[Saved entries]
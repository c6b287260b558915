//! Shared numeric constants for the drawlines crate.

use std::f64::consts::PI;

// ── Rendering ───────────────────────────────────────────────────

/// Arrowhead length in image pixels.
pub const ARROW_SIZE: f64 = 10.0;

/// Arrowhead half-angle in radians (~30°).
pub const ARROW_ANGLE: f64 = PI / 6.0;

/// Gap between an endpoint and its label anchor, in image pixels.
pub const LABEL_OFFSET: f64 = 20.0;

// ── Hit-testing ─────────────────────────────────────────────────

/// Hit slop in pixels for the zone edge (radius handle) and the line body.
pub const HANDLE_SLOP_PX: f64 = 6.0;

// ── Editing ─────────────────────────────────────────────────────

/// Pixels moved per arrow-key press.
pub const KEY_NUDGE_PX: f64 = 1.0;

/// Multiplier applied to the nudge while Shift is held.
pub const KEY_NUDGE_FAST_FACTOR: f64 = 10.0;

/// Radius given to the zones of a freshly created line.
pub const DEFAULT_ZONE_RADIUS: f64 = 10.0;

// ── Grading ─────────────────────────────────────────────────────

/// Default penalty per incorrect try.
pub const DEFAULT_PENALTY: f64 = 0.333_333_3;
---
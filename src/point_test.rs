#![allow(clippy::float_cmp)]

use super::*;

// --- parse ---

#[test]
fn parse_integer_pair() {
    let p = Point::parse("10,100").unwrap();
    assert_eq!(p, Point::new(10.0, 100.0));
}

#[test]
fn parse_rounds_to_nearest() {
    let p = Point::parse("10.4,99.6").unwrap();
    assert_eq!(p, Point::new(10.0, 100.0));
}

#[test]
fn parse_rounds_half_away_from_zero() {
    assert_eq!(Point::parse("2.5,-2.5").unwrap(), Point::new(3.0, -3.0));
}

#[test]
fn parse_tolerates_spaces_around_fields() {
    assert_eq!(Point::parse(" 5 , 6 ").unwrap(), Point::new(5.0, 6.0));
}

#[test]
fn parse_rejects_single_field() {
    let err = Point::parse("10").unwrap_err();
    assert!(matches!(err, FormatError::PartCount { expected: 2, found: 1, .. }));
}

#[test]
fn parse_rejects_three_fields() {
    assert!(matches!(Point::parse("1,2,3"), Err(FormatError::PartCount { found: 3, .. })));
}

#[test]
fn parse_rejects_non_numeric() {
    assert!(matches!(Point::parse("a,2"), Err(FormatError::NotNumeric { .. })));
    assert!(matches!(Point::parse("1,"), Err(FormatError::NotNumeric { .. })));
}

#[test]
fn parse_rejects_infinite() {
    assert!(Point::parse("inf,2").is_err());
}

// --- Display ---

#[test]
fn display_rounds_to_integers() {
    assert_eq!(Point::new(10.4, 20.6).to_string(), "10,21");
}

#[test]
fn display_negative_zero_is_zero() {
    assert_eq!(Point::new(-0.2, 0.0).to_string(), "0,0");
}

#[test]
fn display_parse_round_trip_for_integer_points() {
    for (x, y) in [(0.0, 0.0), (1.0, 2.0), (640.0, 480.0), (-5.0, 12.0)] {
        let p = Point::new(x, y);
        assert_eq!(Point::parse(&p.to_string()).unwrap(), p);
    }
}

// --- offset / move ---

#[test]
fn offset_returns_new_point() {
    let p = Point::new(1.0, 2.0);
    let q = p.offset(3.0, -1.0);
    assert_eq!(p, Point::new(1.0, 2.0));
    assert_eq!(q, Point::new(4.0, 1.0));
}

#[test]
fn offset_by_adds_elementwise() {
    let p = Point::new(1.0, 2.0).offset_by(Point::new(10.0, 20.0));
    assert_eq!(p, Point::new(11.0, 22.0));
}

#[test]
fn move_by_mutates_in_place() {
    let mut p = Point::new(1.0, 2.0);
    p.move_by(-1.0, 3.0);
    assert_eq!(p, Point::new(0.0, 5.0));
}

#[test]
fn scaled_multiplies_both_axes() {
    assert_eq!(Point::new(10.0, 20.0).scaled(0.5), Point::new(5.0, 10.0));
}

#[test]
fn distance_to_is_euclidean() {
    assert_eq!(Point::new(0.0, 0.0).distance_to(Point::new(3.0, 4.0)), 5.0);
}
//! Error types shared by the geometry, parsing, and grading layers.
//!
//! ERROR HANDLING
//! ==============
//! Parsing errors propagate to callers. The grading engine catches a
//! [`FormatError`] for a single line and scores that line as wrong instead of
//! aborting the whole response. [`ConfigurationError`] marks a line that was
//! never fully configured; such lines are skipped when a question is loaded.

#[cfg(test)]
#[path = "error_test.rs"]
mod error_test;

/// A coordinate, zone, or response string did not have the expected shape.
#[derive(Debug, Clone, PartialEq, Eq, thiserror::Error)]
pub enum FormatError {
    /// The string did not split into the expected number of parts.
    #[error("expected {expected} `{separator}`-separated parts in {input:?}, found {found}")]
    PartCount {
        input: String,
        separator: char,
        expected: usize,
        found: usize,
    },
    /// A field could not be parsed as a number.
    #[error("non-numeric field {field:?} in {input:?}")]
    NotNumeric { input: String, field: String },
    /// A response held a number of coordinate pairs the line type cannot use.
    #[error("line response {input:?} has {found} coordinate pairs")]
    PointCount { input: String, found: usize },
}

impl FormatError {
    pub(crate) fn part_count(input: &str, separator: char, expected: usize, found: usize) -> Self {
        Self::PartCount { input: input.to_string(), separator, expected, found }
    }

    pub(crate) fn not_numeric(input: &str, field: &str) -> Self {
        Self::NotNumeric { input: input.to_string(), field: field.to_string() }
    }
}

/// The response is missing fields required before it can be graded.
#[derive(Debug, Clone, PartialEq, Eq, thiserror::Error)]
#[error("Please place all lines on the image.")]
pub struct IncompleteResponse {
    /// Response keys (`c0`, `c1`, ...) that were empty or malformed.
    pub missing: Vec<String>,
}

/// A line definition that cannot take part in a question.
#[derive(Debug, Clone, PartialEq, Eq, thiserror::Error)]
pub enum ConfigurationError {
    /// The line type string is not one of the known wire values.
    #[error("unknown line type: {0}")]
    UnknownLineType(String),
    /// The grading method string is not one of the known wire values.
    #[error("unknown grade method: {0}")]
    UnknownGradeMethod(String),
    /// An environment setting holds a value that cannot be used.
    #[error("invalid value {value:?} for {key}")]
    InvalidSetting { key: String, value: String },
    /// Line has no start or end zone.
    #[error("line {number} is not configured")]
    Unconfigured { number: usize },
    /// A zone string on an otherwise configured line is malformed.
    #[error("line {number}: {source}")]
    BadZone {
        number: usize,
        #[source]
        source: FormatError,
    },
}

- EXERCISE
Only the lines above from the line containing "pub const ARROW_SIZE: f64 = 10.0;" through the line containing "pub const DEFAULT_PENALTY: f64 = 0.333_333_3;" should be retyped, exactly and with both ends included.

- SOLUTION TO THIS PROBLEM
pub const ARROW_SIZE: f64 = 10.0;

/// Arrowhead half-angle in radians (~30°).
pub const ARROW_ANGLE: f64 = PI / 6.0;

/// Gap between an endpoint and its label anchor, in image pixels.
pub const LABEL_OFFSET: f64 = 20.0;

// ── Hit-testing ─────────────────────────────────────────────────

/// Hit slop in pixels for the zone edge (radius handle) and the line body.
pub const HANDLE_SLOP_PX: f64 = 6.0;

// ── Editing ─────────────────────────────────────────────────────

/// Pixels moved per arrow-key press.
pub const KEY_NUDGE_PX: f64 = 1.0;

/// Multiplier applied to the nudge while Shift is held.
pub const KEY_NUDGE_FAST_FACTOR: f64 = 10.0;

/// Radius given to the zones of a freshly created line.
pub const DEFAULT_ZONE_RADIUS: f64 = 10.0;

// ── Grading ─────────────────────────────────────────────────────

/// Default penalty per incorrect try.
pub const DEFAULT_PENALTY: f64 = 0.333_333_3;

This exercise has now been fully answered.